▶ [WHAT IS NEEDED]
Tally up the lines below with "Serialization" in them. Answer with the number only.

▶ [EXCERPTED DATA]

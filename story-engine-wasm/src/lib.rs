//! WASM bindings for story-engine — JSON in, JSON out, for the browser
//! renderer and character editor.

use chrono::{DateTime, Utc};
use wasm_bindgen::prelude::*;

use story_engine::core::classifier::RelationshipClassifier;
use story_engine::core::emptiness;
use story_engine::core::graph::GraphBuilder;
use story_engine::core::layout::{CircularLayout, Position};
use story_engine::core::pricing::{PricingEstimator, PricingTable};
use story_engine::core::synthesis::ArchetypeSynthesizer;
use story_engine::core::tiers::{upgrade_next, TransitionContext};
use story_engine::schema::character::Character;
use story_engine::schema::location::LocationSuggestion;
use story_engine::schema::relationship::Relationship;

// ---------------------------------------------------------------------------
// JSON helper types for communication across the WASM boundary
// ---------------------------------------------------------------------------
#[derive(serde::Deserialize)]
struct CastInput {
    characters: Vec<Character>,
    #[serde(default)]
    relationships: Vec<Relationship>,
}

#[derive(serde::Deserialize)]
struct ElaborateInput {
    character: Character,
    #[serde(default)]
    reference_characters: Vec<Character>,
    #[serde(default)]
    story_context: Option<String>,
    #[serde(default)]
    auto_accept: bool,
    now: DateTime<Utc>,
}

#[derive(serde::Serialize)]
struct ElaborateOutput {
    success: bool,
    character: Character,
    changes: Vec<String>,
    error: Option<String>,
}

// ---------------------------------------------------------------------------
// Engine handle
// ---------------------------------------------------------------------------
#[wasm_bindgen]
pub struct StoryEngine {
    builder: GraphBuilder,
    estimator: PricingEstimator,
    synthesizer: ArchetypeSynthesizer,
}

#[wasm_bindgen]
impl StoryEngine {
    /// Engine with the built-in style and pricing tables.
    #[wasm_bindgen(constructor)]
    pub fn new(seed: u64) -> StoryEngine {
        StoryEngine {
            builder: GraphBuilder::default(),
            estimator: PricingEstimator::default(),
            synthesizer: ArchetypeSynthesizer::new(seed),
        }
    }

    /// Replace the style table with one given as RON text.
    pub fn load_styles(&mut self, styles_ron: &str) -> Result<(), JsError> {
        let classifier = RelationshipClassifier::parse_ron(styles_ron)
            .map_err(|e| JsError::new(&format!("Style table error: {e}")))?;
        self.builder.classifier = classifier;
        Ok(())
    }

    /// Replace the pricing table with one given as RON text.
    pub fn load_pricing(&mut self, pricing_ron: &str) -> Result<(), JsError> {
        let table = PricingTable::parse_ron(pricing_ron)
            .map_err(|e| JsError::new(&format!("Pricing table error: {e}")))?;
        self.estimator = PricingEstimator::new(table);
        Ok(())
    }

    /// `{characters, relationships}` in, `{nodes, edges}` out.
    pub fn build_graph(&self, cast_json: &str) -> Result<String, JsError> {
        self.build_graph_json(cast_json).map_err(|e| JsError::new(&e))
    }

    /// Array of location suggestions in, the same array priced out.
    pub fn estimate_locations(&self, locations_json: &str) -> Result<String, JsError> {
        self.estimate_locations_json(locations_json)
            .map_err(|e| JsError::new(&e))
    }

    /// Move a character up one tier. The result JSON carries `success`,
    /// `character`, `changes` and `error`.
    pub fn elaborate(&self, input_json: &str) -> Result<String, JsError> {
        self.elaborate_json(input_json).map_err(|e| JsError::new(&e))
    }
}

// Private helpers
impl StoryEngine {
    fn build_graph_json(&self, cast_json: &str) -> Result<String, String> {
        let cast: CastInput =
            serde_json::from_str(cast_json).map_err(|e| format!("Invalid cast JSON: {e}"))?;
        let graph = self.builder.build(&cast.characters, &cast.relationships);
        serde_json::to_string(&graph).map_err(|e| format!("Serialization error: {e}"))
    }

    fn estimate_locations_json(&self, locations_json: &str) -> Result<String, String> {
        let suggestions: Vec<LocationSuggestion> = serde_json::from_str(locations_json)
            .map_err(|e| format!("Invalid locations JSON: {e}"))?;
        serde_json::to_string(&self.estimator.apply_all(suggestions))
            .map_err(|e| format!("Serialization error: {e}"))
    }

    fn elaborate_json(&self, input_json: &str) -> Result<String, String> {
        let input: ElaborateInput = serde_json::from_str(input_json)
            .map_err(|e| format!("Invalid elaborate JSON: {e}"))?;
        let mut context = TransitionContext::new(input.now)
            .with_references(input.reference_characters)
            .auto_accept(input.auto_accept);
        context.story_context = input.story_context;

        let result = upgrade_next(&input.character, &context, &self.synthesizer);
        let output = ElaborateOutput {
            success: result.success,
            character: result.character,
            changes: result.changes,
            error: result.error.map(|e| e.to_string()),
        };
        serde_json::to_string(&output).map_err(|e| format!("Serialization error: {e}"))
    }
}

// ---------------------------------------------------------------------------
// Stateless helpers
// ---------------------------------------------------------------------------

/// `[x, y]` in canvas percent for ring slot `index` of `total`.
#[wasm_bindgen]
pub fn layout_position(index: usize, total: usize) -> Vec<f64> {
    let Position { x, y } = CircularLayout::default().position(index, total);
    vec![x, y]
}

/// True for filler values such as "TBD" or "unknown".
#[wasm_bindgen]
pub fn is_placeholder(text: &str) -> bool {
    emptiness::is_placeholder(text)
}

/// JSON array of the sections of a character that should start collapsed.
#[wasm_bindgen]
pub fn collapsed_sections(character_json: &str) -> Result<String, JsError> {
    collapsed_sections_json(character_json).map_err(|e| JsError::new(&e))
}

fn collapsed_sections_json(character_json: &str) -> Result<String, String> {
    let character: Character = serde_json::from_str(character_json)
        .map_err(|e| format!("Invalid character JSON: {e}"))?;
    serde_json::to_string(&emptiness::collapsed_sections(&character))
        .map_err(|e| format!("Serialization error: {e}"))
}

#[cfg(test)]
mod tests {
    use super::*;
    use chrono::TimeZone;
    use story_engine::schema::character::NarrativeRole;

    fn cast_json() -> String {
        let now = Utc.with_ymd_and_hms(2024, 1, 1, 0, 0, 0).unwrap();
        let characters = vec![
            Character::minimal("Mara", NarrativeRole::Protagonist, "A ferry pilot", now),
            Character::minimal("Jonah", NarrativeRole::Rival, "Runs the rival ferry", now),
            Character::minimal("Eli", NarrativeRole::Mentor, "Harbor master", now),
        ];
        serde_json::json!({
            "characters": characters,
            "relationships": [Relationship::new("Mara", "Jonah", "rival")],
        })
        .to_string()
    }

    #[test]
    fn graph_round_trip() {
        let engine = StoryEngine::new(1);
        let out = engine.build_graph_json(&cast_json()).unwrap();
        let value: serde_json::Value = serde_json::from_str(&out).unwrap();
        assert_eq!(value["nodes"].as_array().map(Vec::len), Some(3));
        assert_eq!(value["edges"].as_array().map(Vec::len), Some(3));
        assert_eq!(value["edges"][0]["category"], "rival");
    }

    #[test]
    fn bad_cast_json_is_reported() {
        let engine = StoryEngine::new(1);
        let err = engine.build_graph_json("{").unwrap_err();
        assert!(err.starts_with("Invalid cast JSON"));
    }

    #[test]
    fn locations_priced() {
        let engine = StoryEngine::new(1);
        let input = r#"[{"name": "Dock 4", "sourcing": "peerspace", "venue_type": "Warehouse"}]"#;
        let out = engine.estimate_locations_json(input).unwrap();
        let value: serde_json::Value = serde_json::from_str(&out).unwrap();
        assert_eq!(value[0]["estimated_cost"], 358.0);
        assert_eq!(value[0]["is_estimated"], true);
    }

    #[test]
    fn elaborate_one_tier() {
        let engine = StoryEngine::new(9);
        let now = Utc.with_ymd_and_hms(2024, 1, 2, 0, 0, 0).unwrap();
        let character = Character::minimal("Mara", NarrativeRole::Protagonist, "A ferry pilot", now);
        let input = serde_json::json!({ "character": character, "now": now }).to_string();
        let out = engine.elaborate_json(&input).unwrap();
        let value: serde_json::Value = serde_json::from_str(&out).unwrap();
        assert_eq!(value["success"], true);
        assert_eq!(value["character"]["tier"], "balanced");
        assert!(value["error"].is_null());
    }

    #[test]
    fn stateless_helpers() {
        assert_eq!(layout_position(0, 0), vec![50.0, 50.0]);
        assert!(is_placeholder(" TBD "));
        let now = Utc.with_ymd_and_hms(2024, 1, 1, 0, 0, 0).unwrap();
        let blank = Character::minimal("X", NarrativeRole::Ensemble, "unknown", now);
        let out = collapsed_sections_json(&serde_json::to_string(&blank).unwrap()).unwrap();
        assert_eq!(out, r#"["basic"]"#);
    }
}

▶ [RESULT BELOW]
4